## Description of the task
Please repeat exactly the lines below from the one containing "to write document" down to the one containing "is already stored", both included, and nothing else.

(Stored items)
━━━━━━━━━━━━━━━━━━━━━━━━━━━━━━
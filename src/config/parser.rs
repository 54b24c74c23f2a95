use crate::config::types::Config;
use crate::config::validation::validate;
use crate::ConfigError;
use sha2::{Digest, Sha256};
use std::path::Path;

/// Loads and parses a configuration file from the given path
///
/// # Arguments
///
/// * `path` - Path to the TOML configuration file
///
/// # Returns
///
/// * `Ok(Config)` - Successfully loaded and validated configuration
/// * `Err(ConfigError)` - Failed to load, parse, or validate the configuration
///
/// # Example
///
/// ```no_run
/// use std::path::Path;
/// use fewo_harvest::config::load_config;
///
/// let config = load_config(Path::new("config.toml")).unwrap();
/// println!("Walking {} index pages", config.site.page_count);
/// ```
pub fn load_config(path: &Path) -> Result<Config, ConfigError> {
    // Read the configuration file
    let content = std::fs::read_to_string(path)?;

    // Parse TOML
    let config: Config = toml::from_str(&content)?;

    // Validate the configuration
    validate(&config)?;

    Ok(config)
}

/// Computes a SHA-256 hash of the configuration file content
///
/// This is used to tell apart harvest runs made with different settings.
///
/// # Arguments
///
/// * `path` - Path to the TOML configuration file
///
/// # Returns
///
/// * `Ok(String)` - Hex-encoded SHA-256 hash of the file content
/// * `Err(ConfigError)` - Failed to read the file
pub fn compute_config_hash(path: &Path) -> Result<String, ConfigError> {
    let content = std::fs::read_to_string(path)?;
    let mut hasher = Sha256::new();
    hasher.update(content.as_bytes());
    let result = hasher.finalize();
    Ok(hex::encode(result))
}

/// Loads a configuration and returns both the config and its hash
///
/// # Arguments
///
/// * `path` - Path to the TOML configuration file
///
/// # Returns
///
/// * `Ok((Config, String))` - Successfully loaded configuration and its hash
/// * `Err(ConfigError)` - Failed to load or parse the configuration
pub fn load_config_with_hash(path: &Path) -> Result<(Config, String), ConfigError> {
    let config = load_config(path)?;
    let hash = compute_config_hash(path)?;
    Ok((config, hash))
}
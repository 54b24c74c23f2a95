//! Durable item cache
//!
//! This module defines the cache interface the download pool writes through
//! and the filesystem implementation used in production. A stored document
//! marks its item as done: later runs see it and skip the network entirely.

mod fs;

pub use fs::FsCache;

use std::path::PathBuf;
use thiserror::Error;

/// Errors that can occur while storing a document
#[derive(Debug, Error)]
pub enum StoreError {
    #[error("Failed to create save directory {}: {source}", dir.display())]
    CreateDir {
        dir: PathBuf,
        source: std::io::Error,
    },

    #[error("Failed to write document {}: {source}", path.display())]
    WriteDocument {
        path: PathBuf,
        source: std::io::Error,
    },
}

/// Result type for cache operations
pub type StoreResult<T> = Result<T, StoreError>;

/// Trait for document cache backends
///
/// The cache is write-once per item id. There is no update or delete
/// surface; presence of a document is the idempotence key for the
/// whole pipeline.
pub trait DocumentCache: Send + Sync {
    /// Checks whether a document for this id is already stored
    fn exists(&self, id: &str) -> bool;

    /// Stores a document body under the given id
    ///
    /// Storing an id that already has a document leaves the stored
    /// document untouched.
    ///
    /// # Arguments
    ///
    /// * `id` - Site-assigned object id
    /// * `body` - Raw document text as fetched
    ///
    /// # Returns
    ///
    /// The path the document lives at
    fn store(&self, id: &str, body: &str) -> StoreResult<PathBuf>;

    /// Path a document for this id lives at, whether or not it exists yet
    fn path_for(&self, id: &str) -> PathBuf;
}
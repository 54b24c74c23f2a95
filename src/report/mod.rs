//! Run reporting
//!
//! Outcome records, the append-only outcome log, and progress estimates.

mod log;
mod outcome;
mod progress;

pub use log::{read_log_summary, LogSummary, OutcomeLog};
pub use outcome::{FetchOutcome, OutcomeStatus};
pub use progress::{ProgressReporter, ProgressSnapshot};
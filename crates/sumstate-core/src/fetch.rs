//! Boundary adapter from flag-product fetch results.
//!
//! Data-fetching layers typically hand back three independent fields
//! (`data`, `error`, `is_loading`) whose 2³ combinations include four that
//! should be impossible. [`FetchFlags::into_async`] collapses all eight
//! deterministically into an [`AsyncResult`] using the precedence
//! **data > error > loading > none**:
//!
//! | `data`  | `error` | `is_loading` | result            |
//! |---------|---------|--------------|-------------------|
//! | present | *any*   | *any*        | `Done(Ok(data))`  |
//! | absent  | present | *any*        | `Done(Err(error))`|
//! | absent  | absent  | `true`       | `Loading`         |
//! | absent  | absent  | `false`      | `NotAsked`        |
//!
//! The precedence is a policy, not an accident: data alongside
//! `is_loading` is a refresh in flight and the settled payload still wins;
//! data alongside an error is a failed background refresh and the last
//! good payload still wins. The latter pair is contradictory input, so it
//! is logged before being resolved.

use crate::async_data::{AsyncData, AsyncResult};

/// Raw result shape of a data-fetching layer: three independent fields
/// where only four combinations are meaningful.
#[derive(Clone, Debug, PartialEq, Eq)]
#[cfg_attr(
    feature = "serde",
    derive(serde::Serialize, serde::Deserialize),
    serde(rename_all = "camelCase", default)
)]
pub struct FetchFlags<T, E> {
    pub data: Option<T>,
    pub error: Option<E>,
    pub is_loading: bool,
}

impl<T, E> Default for FetchFlags<T, E> {
    fn default() -> Self {
        Self {
            data: None,
            error: None,
            is_loading: false,
        }
    }
}

impl<T, E> FetchFlags<T, E> {
    pub fn new() -> Self {
        Self::default()
    }

    /// Collapses the flag product into the canonical request state.
    ///
    /// Total and deterministic over all eight raw combinations; see the
    /// module docs for the precedence table.
    pub fn into_async(self) -> AsyncResult<T, E> {
        if self.data.is_some() && self.error.is_some() {
            log::warn!("fetch flags carry both data and an error; keeping data");
        }
        if let Some(data) = self.data {
            AsyncData::Done(Ok(data))
        } else if let Some(error) = self.error {
            AsyncData::Done(Err(error))
        } else if self.is_loading {
            AsyncData::Loading
        } else {
            AsyncData::NotAsked
        }
    }
}

impl<T, E> From<FetchFlags<T, E>> for AsyncResult<T, E> {
    fn from(flags: FetchFlags<T, E>) -> Self {
        flags.into_async()
    }
}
━━━━━━━━━━━━━━━━━━━━━━━━━━━━━━
## Solution to this exercise
    #[error("Failed to write document {}: {source}", path.display())]
    WriteDocument {
        path: PathBuf,
        source: std::io::Error,
    },
}

/// Result type for cache operations
pub type StoreResult<T> = Result<T, StoreError>;

/// Trait for document cache backends
///
/// The cache is write-once per item id. There is no update or delete
/// surface; presence of a document is the idempotence key for the
/// whole pipeline.
pub trait DocumentCache: Send + Sync {
    /// Checks whether a document for this id is already stored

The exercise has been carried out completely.